*** Data for processing ***

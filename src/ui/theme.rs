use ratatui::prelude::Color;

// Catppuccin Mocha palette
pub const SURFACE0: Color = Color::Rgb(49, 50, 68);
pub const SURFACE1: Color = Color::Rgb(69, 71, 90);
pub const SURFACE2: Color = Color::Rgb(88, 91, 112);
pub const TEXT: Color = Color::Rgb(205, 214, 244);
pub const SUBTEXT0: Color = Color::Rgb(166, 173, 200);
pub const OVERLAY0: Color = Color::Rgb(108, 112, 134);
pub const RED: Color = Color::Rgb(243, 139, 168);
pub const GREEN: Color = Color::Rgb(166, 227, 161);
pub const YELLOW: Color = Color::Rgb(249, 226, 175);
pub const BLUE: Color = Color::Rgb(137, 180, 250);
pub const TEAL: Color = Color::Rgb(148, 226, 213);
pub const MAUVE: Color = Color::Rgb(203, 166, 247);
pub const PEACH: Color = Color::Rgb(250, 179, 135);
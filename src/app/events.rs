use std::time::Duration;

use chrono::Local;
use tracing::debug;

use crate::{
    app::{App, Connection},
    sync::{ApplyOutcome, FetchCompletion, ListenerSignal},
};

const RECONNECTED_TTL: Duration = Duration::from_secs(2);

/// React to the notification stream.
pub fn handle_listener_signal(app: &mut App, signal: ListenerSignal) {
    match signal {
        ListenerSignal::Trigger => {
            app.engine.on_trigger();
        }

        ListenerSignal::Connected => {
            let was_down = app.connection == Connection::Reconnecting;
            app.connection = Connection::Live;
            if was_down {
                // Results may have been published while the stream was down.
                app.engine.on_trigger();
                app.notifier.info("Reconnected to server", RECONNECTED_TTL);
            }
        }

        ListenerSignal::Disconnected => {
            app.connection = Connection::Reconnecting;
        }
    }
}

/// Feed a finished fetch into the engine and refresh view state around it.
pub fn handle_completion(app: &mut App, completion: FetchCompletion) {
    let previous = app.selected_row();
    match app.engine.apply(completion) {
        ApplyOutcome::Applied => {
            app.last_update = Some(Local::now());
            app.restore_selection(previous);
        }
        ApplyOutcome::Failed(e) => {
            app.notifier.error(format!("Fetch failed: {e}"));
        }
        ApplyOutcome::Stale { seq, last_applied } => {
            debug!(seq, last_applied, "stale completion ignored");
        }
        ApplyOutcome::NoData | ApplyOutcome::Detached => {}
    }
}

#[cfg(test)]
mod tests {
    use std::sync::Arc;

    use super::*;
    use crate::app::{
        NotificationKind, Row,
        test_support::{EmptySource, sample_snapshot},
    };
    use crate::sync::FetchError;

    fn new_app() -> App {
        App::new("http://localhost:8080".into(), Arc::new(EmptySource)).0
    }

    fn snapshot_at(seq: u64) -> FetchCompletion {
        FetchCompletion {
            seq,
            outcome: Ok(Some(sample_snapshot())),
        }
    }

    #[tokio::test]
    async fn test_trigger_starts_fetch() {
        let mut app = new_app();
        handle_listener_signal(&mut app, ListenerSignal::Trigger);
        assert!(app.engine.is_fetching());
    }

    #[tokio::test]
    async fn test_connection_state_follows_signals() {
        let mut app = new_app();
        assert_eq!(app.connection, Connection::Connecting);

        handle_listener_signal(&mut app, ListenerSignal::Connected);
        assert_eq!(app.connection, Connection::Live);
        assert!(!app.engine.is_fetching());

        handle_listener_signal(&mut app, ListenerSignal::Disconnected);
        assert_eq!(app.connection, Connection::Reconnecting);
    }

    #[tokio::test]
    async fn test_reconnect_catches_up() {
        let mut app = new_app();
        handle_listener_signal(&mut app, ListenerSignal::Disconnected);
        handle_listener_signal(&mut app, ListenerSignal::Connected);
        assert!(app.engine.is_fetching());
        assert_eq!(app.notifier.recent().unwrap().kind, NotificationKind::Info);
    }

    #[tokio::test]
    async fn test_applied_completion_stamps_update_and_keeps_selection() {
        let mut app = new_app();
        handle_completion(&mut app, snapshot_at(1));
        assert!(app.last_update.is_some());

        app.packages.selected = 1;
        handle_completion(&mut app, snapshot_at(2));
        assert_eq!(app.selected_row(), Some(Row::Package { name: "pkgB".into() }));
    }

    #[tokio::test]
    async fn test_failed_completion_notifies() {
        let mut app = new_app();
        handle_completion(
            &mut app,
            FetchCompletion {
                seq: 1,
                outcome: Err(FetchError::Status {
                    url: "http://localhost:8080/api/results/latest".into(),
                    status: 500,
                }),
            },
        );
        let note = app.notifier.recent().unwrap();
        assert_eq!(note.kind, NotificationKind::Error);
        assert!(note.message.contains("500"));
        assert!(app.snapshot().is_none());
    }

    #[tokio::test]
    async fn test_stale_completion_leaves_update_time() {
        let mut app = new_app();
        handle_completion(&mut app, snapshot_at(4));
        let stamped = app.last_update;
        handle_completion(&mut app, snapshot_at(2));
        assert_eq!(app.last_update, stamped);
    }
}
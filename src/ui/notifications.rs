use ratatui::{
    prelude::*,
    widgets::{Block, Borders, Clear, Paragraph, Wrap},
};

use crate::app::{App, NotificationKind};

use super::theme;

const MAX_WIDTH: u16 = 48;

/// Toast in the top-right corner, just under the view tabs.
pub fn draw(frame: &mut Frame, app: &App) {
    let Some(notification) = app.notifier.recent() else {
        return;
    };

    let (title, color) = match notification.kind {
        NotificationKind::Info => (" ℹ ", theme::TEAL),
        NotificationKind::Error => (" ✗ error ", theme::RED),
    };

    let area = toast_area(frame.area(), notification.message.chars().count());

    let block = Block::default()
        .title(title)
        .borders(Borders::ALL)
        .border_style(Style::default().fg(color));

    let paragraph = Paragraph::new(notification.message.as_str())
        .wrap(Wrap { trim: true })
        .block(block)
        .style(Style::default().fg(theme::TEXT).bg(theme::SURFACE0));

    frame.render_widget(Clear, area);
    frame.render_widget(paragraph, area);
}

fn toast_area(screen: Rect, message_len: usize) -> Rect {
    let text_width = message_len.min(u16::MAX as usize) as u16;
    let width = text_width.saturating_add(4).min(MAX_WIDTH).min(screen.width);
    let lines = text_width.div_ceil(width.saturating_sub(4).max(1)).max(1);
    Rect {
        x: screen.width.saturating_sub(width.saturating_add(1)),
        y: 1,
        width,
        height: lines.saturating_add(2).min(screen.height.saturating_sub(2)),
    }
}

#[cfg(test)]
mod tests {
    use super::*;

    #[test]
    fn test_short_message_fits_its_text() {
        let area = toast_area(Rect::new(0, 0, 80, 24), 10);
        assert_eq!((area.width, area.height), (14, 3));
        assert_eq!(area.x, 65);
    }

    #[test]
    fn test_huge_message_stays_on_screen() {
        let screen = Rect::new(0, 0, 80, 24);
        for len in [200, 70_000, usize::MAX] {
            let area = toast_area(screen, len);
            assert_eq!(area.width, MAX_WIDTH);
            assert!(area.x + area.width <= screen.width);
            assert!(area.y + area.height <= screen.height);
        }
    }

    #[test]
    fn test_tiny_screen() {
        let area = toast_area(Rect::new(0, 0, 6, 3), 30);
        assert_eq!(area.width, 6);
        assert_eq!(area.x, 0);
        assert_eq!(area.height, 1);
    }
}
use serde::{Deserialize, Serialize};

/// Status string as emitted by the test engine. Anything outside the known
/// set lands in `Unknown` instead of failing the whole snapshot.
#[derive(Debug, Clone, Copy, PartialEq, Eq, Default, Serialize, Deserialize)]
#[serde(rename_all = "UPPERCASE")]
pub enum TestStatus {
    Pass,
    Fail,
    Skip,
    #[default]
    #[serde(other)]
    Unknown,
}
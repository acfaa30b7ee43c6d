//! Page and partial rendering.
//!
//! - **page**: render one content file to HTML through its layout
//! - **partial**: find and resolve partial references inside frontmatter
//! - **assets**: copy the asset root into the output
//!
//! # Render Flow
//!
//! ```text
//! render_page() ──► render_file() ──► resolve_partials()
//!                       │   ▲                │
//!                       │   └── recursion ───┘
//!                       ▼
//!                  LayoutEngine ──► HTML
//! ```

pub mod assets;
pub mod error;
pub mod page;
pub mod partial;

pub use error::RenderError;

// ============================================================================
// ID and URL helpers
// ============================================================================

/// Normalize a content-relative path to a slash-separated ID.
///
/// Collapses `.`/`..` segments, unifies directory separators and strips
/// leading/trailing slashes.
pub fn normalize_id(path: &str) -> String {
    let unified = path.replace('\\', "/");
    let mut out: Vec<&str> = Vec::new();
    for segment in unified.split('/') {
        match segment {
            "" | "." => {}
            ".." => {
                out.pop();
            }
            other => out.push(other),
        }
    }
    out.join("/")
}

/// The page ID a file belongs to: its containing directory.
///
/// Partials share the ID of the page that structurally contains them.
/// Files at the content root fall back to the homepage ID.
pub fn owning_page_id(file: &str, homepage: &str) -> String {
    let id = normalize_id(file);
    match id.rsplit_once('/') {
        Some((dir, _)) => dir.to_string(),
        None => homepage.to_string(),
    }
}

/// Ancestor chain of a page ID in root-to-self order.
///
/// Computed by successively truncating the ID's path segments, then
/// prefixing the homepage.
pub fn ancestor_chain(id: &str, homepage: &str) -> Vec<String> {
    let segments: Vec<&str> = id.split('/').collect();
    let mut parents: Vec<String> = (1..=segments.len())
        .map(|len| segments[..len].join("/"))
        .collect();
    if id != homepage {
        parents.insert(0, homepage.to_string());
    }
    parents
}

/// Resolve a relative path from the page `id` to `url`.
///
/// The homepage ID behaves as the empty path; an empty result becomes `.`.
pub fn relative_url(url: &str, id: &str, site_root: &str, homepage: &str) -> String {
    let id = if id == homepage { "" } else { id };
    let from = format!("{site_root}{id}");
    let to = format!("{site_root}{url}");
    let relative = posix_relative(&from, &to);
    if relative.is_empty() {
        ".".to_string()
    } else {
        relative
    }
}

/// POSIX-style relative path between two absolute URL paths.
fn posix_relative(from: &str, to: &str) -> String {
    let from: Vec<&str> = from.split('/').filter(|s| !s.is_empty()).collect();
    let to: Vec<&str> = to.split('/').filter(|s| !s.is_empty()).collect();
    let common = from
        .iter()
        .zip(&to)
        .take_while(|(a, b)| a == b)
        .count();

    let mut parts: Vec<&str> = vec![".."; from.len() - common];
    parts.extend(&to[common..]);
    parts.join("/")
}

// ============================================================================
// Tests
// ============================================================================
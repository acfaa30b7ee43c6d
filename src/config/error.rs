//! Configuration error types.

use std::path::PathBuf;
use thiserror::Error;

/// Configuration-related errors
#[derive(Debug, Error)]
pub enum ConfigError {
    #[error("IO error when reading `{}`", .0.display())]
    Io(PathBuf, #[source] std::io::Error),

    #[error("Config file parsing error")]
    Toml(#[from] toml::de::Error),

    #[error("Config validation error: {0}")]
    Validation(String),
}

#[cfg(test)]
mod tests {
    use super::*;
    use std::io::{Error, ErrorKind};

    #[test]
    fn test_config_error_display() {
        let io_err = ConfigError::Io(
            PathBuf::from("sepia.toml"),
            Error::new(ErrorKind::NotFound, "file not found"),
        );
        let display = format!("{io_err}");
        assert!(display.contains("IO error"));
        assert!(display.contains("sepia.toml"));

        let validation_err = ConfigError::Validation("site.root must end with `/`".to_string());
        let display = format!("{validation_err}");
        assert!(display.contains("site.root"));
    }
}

*** End of Data for processing ***
*** Data for processing ***

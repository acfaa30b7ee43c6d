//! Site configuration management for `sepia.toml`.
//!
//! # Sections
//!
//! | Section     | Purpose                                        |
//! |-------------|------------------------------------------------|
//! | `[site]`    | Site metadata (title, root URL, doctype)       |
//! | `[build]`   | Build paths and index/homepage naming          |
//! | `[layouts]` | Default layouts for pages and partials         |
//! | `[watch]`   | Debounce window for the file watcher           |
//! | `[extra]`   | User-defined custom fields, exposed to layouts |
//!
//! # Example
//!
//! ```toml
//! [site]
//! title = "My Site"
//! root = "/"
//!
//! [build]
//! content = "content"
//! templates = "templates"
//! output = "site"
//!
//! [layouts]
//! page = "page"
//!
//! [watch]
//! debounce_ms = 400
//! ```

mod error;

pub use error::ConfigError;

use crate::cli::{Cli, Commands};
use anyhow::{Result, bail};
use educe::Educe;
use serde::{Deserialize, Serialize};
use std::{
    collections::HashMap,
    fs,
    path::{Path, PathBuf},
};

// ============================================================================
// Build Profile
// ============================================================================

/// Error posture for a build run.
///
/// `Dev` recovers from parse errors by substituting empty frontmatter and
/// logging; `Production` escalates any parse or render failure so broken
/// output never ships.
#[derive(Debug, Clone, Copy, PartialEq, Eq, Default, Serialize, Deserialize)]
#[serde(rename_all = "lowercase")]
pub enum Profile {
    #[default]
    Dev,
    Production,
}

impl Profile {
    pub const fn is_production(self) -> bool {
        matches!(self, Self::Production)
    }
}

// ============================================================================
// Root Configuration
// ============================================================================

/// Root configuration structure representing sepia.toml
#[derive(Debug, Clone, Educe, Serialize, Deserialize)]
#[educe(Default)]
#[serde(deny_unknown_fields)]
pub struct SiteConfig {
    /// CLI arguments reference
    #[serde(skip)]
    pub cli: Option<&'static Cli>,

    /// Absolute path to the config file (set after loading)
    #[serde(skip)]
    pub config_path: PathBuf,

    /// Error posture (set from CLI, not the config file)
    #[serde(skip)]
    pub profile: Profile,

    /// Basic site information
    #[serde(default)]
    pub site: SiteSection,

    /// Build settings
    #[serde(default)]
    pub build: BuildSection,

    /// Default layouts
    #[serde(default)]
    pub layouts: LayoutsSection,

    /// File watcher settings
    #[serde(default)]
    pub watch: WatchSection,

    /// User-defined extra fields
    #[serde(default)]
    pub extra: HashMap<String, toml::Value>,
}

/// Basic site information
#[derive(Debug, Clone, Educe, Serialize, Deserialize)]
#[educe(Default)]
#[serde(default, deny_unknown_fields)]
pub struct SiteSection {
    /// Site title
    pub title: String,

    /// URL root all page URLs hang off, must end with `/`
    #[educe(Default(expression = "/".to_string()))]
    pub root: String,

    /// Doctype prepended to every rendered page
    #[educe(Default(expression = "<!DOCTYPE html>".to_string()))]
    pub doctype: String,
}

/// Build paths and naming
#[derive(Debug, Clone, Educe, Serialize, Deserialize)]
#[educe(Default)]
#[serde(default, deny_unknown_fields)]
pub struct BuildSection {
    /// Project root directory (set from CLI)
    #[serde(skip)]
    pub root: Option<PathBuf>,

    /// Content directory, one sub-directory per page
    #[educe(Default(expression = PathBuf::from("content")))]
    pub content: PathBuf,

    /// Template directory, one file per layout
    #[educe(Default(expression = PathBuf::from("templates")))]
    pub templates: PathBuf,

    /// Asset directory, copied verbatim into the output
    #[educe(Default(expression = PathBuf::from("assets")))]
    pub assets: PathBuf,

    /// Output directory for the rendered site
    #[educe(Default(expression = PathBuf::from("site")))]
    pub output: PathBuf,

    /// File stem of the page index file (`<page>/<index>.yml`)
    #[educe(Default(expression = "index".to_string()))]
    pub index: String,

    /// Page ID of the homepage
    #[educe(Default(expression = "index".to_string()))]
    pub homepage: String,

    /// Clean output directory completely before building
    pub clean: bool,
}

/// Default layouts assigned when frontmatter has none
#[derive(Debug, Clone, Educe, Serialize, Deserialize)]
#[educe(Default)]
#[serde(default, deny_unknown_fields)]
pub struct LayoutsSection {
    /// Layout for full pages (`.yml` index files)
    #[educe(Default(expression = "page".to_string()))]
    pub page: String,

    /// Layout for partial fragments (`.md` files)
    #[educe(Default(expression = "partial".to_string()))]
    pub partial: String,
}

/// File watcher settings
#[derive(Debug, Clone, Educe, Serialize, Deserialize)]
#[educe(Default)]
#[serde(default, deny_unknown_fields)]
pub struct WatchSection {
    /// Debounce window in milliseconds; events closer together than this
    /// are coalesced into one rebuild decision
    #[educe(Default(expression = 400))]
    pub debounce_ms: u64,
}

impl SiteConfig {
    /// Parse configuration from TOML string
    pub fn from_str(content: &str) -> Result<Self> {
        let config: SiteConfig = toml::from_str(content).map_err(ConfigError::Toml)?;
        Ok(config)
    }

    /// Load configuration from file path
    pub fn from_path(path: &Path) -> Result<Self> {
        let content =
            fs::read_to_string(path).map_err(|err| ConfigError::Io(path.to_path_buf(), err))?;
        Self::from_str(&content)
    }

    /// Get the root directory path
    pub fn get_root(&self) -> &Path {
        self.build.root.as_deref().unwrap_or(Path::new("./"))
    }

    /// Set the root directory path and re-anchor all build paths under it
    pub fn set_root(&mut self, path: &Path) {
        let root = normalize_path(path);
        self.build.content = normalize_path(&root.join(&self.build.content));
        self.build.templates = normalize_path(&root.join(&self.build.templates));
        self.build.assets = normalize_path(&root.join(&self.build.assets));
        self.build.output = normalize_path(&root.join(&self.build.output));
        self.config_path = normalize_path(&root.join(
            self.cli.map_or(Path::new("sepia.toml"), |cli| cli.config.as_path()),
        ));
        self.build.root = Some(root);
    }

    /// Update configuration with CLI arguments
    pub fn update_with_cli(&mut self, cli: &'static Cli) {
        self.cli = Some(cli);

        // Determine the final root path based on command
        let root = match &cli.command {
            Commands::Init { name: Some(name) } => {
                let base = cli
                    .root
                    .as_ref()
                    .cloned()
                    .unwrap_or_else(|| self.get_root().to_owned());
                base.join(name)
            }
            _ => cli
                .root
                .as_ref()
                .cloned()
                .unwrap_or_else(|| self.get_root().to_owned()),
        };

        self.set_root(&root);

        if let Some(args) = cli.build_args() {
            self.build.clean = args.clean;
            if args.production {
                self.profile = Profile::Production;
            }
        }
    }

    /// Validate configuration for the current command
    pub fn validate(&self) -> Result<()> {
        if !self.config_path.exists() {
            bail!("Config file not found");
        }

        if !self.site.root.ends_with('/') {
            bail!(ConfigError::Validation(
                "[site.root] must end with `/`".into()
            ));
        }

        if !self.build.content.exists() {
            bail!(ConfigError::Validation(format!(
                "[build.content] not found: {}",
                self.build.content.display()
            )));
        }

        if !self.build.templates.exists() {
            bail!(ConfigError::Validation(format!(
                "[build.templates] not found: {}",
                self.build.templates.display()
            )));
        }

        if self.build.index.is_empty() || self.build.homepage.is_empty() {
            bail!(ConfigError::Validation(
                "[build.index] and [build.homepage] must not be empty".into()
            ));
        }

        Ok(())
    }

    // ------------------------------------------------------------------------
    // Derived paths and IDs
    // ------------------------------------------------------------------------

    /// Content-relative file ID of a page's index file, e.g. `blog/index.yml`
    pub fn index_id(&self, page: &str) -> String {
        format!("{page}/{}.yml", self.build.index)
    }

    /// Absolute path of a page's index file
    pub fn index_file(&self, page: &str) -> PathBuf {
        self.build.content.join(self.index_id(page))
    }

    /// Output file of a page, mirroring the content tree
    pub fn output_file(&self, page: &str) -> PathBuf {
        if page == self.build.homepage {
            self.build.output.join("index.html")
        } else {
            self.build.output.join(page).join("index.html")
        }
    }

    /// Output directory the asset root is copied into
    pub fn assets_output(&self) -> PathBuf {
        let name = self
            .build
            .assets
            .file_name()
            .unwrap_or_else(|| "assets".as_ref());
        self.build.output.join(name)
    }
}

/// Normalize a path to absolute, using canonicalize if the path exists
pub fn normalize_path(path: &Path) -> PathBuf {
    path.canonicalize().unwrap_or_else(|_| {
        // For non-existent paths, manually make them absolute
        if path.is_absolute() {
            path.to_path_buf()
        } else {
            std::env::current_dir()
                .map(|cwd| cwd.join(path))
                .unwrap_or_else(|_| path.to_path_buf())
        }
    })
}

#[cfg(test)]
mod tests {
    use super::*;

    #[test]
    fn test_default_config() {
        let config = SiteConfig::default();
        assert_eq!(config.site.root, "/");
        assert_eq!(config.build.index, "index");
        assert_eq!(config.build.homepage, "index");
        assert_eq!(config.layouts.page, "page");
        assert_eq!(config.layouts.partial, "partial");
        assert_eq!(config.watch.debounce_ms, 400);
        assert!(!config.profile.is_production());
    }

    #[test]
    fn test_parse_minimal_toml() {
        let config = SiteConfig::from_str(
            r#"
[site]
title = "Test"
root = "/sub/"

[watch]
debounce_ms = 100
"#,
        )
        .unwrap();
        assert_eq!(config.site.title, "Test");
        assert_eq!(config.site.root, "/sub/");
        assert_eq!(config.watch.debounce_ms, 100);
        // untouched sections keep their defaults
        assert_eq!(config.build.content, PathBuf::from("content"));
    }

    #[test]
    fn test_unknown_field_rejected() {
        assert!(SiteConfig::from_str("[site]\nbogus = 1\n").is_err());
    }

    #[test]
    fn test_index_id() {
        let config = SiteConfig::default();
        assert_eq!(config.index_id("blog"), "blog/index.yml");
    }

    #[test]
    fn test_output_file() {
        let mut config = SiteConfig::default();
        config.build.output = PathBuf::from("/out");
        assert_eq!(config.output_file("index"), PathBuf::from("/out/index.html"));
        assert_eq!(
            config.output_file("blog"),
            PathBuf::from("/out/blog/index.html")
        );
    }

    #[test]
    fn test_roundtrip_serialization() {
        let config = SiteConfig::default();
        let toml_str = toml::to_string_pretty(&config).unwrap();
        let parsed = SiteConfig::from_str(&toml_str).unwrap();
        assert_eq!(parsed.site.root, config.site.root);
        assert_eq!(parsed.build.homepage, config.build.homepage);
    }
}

*** End of Data for processing ***
*** Data for processing ***

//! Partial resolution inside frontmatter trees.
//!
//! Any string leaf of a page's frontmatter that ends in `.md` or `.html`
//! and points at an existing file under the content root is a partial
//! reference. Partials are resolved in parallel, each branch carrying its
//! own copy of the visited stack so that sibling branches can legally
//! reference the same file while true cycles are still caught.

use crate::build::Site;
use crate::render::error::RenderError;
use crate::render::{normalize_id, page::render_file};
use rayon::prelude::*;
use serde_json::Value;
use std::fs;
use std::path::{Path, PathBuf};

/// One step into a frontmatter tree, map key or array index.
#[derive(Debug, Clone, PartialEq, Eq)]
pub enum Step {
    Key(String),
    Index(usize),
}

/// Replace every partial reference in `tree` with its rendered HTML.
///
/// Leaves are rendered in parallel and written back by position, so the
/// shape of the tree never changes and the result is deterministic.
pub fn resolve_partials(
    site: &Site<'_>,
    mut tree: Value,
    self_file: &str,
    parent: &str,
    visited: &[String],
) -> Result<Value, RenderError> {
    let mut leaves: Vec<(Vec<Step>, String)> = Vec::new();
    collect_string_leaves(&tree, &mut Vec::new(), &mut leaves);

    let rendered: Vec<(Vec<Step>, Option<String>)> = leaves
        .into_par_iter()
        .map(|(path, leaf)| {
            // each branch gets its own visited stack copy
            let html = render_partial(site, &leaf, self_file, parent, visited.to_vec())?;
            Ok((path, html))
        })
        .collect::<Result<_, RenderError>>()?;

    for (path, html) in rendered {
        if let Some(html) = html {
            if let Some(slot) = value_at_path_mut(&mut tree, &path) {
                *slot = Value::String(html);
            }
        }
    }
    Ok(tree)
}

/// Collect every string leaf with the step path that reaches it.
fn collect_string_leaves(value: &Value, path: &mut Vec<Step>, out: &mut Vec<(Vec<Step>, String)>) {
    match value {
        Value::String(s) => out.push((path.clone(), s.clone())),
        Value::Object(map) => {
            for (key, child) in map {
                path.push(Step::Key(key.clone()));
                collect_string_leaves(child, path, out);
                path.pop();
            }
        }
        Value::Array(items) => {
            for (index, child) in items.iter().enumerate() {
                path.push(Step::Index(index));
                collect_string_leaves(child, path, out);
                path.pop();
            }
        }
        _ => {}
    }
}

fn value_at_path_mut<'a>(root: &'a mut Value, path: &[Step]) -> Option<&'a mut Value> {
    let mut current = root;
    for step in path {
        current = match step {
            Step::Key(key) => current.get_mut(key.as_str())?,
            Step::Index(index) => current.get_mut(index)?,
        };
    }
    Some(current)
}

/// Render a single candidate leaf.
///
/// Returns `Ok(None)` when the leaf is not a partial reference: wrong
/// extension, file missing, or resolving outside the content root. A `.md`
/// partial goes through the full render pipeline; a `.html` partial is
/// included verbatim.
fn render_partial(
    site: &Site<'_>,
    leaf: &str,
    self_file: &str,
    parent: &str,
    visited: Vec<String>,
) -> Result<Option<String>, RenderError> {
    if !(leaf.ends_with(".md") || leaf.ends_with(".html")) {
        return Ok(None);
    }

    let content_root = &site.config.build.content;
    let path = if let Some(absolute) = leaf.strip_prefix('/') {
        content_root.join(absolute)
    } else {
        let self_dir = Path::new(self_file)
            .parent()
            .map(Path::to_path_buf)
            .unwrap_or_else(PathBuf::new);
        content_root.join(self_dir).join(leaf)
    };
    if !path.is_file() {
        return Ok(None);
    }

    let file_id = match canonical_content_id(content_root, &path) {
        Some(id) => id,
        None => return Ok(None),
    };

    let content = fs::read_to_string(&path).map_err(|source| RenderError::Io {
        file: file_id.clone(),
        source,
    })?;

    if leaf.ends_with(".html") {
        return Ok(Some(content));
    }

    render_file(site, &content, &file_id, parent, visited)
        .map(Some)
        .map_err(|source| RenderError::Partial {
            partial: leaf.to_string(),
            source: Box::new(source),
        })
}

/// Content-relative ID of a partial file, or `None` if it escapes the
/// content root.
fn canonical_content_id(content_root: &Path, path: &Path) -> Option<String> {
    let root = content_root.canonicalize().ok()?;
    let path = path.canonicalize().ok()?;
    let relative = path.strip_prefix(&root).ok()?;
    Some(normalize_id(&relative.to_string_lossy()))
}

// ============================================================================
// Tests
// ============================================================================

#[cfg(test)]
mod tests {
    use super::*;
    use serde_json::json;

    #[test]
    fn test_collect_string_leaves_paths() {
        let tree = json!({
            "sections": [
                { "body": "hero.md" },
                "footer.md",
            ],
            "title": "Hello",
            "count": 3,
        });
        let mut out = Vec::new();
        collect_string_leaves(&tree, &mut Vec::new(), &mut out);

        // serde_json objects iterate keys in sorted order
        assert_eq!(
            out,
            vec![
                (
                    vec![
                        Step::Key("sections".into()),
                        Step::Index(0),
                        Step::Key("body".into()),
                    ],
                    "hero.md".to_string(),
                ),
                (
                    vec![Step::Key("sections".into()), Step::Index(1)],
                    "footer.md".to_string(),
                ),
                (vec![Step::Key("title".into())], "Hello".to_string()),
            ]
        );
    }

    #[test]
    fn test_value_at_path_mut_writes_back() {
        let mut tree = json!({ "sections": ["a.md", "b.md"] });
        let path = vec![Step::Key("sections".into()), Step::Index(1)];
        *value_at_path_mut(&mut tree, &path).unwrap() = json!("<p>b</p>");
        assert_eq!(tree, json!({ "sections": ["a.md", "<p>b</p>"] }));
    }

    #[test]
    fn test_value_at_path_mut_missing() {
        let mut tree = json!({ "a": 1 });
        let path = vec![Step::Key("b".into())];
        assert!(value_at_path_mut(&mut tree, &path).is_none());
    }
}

*** End of Data for processing ***

Work order: If a line of the data contains the word "blog", it should be counted; state the total and nothing more.

Exercise result: 4